Preserve at Woodland Harbor (N.D. Ill.):
We represent the debtors, who owned arsenic-contaminated and undeveloped land in Southeastern Michigan. We assisted them with using the bankruptcy process to remediate the property and to effectuate a marketing process and sale of assets pursuant to Section 363 of the Bankruptcy Code.
Sweetwater Land and Cattle/C&C Wineries (Santa Rosa, California):
In this chapter 11 case, a member of our firm served as counsel to a secured lender to a winery and vineyard. We consensually resolved multiple intercreditor and plan disputes, which ultimately led to the consensual confirmation of a chapter 11 plan.
Landmark Hospitality LLC (Santa Ana, California):
A member of our firm served as counsel to a major international hotel company that was the manager of and lender to a debtor hotel. We successfully restructured the hotel to convert to franchise. We also resolved disputes regarding loan obligations and prior hotel management.
Ocean Trails, L.P. (Woodland Hills, California):
A member of our firm represented the debtor in this chapter 11 case. The debtor owned and managed premium oceanfront golf course and luxury home development. After a lengthy valuation dispute with a secured lender, we facilitated confirmation of the chapter 11 plan with the support of the lender.
NVR, L.P. (Richmond, Virginia):
Representing the official committee of unsecured creditors in this case, a member of our firm facilitated the quick emergence from bankruptcy and restructuring of the company with limited impairment of stakeholder interests.

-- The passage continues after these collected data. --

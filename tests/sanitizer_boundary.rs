//! The sanitization boundary is the security property of the AI
//! subsystem: these tests pin the exact field-presence behavior of the
//! AI-visible view, including its serialized shape.

use rand::rngs::StdRng;
use rand::SeedableRng;

use minecrawl_engine::engine::board::{
    AdjacentItems, Board, BoardLayout, Cell, CellKind, Mark,
};
use minecrawl_engine::engine::models::Coord;
use minecrawl_engine::engine::sanitizer::sanitize;

fn generated_board(seed: u64) -> Board {
    let layout = BoardLayout {
        attacks: 7,
        gold: 6,
        traps: 3,
    };
    let mut rng = StdRng::seed_from_u64(seed);
    let mut board = Board::generate(10, 10, &layout, &mut rng);
    // Reveal a checkerboard so the view mixes revealed and hidden cells.
    for c in board.coords().collect::<Vec<_>>() {
        if (c.row + c.col) % 2 == 0 {
            board.reveal(c);
        }
    }
    board
}

/// Collect every object key reachable in a JSON tree.
fn collect_keys(value: &serde_json::Value, keys: &mut Vec<String>) {
    match value {
        serde_json::Value::Object(map) => {
            for (k, v) in map {
                keys.push(k.clone());
                collect_keys(v, keys);
            }
        }
        serde_json::Value::Array(items) => {
            for v in items {
                collect_keys(v, keys);
            }
        }
        _ => {}
    }
}

/// No per-type breakdown is reachable anywhere in the serialized view:
/// the only fields a sanitized cell can ever carry are the four public
/// ones.
#[test]
fn sanitized_json_never_leaks_item_breakdown() {
    let allowed = [
        "cells",
        "is_revealed",
        "mark",
        "revealed_kind",
        "total_adjacent_items",
    ];
    for seed in [1u64, 2, 3, 4, 5] {
        let board = generated_board(seed);
        let view = sanitize(&board);
        let json = view.to_value();
        let mut keys = Vec::new();
        collect_keys(&json, &mut keys);
        for key in keys {
            assert!(allowed.contains(&key.as_str()), "unexpected field: {key}");
        }
    }
}

/// Clue totals equal attacks + gold exactly, for every revealed clue.
#[test]
fn sanitized_totals_match_breakdown_sum() {
    for seed in [10u64, 11, 12] {
        let board = generated_board(seed);
        let view = sanitize(&board);
        for c in board.coords() {
            let cell = board.get(c);
            if cell.revealed && cell.kind == CellKind::Clue {
                let summary = cell.adjacent.expect("generated clue carries a summary");
                assert_eq!(
                    view.get(c).total_adjacent_items,
                    Some(summary.attacks + summary.gold)
                );
            }
        }
    }
}

/// Hidden cells expose neither kind nor total, in the struct and on the
/// wire; the serialized object must omit the fields, not null them.
#[test]
fn unrevealed_cells_are_fully_gated() {
    let board = generated_board(20);
    let view = sanitize(&board);

    for c in view.coords() {
        let sc = view.get(c);
        if !sc.is_revealed {
            assert!(sc.revealed_kind.is_none());
            assert!(sc.total_adjacent_items.is_none());

            let json = serde_json::to_value(sc).unwrap();
            let obj = json.as_object().unwrap();
            assert!(!obj.contains_key("revealed_kind"));
            assert!(!obj.contains_key("total_adjacent_items"));
        }
    }
}

/// Marks are public on hidden and revealed cells alike.
#[test]
fn marks_survive_sanitization() {
    let mut board = generated_board(30);
    let hidden = Coord::new(1, 0);
    let revealed = Coord::new(0, 0);
    board.set_mark(hidden, Some(Mark::BombSuspect));
    board.set_mark(revealed, Some(Mark::GoldSuspect));

    let view = sanitize(&board);
    assert_eq!(view.get(hidden).mark, Some(Mark::BombSuspect));
    assert_eq!(view.get(revealed).mark, Some(Mark::GoldSuspect));
}

/// A revealed clue missing its summary yields no total at all — policies
/// must be able to tell "no data" from "zero items".
#[test]
fn missing_summary_is_absent_not_zero() {
    let mut cells = vec![vec![Cell::hidden(CellKind::Empty); 2]; 2];
    cells[0][0] = Cell {
        kind: CellKind::Clue,
        revealed: true,
        mark: None,
        adjacent: None,
    };
    cells[0][1] = Cell {
        kind: CellKind::Clue,
        revealed: true,
        mark: None,
        adjacent: Some(AdjacentItems {
            attacks: 0,
            gold: 0,
            total: 0,
        }),
    };
    let board = Board::from_cells(cells);
    let view = sanitize(&board);

    assert_eq!(view.get(Coord::new(0, 0)).total_adjacent_items, None);
    assert_eq!(view.get(Coord::new(0, 1)).total_adjacent_items, Some(0));
}

/// Round-trip: the sanitized view deserializes back to the same shape, so
/// it can cross a process boundary without gaining fields.
#[test]
fn sanitized_view_round_trips_through_json() {
    let board = generated_board(40);
    let view = sanitize(&board);
    let json = serde_json::to_string(&view).unwrap();
    let back: minecrawl_engine::engine::sanitizer::SanitizedBoard =
        serde_json::from_str(&json).unwrap();
    for c in view.coords() {
        assert_eq!(view.get(c).is_revealed, back.get(c).is_revealed);
        assert_eq!(view.get(c).total_adjacent_items, back.get(c).total_adjacent_items);
    }
}
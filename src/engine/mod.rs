pub mod archetypes;
pub mod board;
pub mod models;
pub mod sanitizer;
//! Gold-frenzied variant of the expected-value sweep: same scoring core as
//! the calculator, re-weighted toward gold, with a flat bonus for cells
//! beside rich clues (total >= 3). Tie-break is identical — first max in
//! row-major scan order.

use rand::rngs::StdRng;

use crate::ai::clues::{no_hidden_sentinel, read_clues};
use crate::ai::weights::{best_scoring_cell, HOARDER_WEIGHTS};
use crate::ai::DecisionPolicy;
use crate::engine::models::{AiKind, Decision, EnemyState, PlayerState};
use crate::engine::sanitizer::SanitizedBoard;

pub struct HoarderPolicy;

impl DecisionPolicy for HoarderPolicy {
    fn kind(&self) -> AiKind {
        AiKind::Hoarder
    }

    fn choose_target(
        &mut self,
        view: &SanitizedBoard,
        _enemy: &EnemyState,
        _player: &PlayerState,
        _rng: &mut StdRng,
    ) -> Decision {
        let clues = read_clues(view);
        match best_scoring_cell(view, &clues, &HOARDER_WEIGHTS) {
            Some((target, score)) => Decision {
                target,
                reasoning: format!(
                    "gold-weighted sweep favors ({}, {}) at {:.2}",
                    target.row, target.col, score
                ),
            },
            None => no_hidden_sentinel(),
        }
    }
}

Queen Seaport Development, Inc. (Queen Mary) (Los Angeles, California):
A member of our firm represented a cruise line in connection with its rights as the subleasee of the debtor cruiseship, the sale of the debtor's assets, and the assignment of executory contracts and leases.
Eichenbau Construction & Development LLC (Kansas City, Missouri):
A member of our firm served as counsel to the acquirer of an historic hotel in an urban development zone from the chapter 11 debtor.
Leasehold and Acquisition Restructuring:
We represented a landlord in its settlement with a tenant arising from the bankrupt estate's rejection of real property leases. We helped our client to apply its lease rejection claims as credit against the purchase price of seven properties contiguous with the leased premises. Our client paid a total of $3 million for the purchased properties, receiving credits from the estate for lease rejection damages of $1 million. Our client was then able to earn a profit of more than $20 million on the subsequent resale of many of these properties. One property alone was sold for $5 million.
Foreclosures and Workouts:
We have handled a number of foreclosures and workouts of property. These include properties with material environmental issues requiring particular expertise.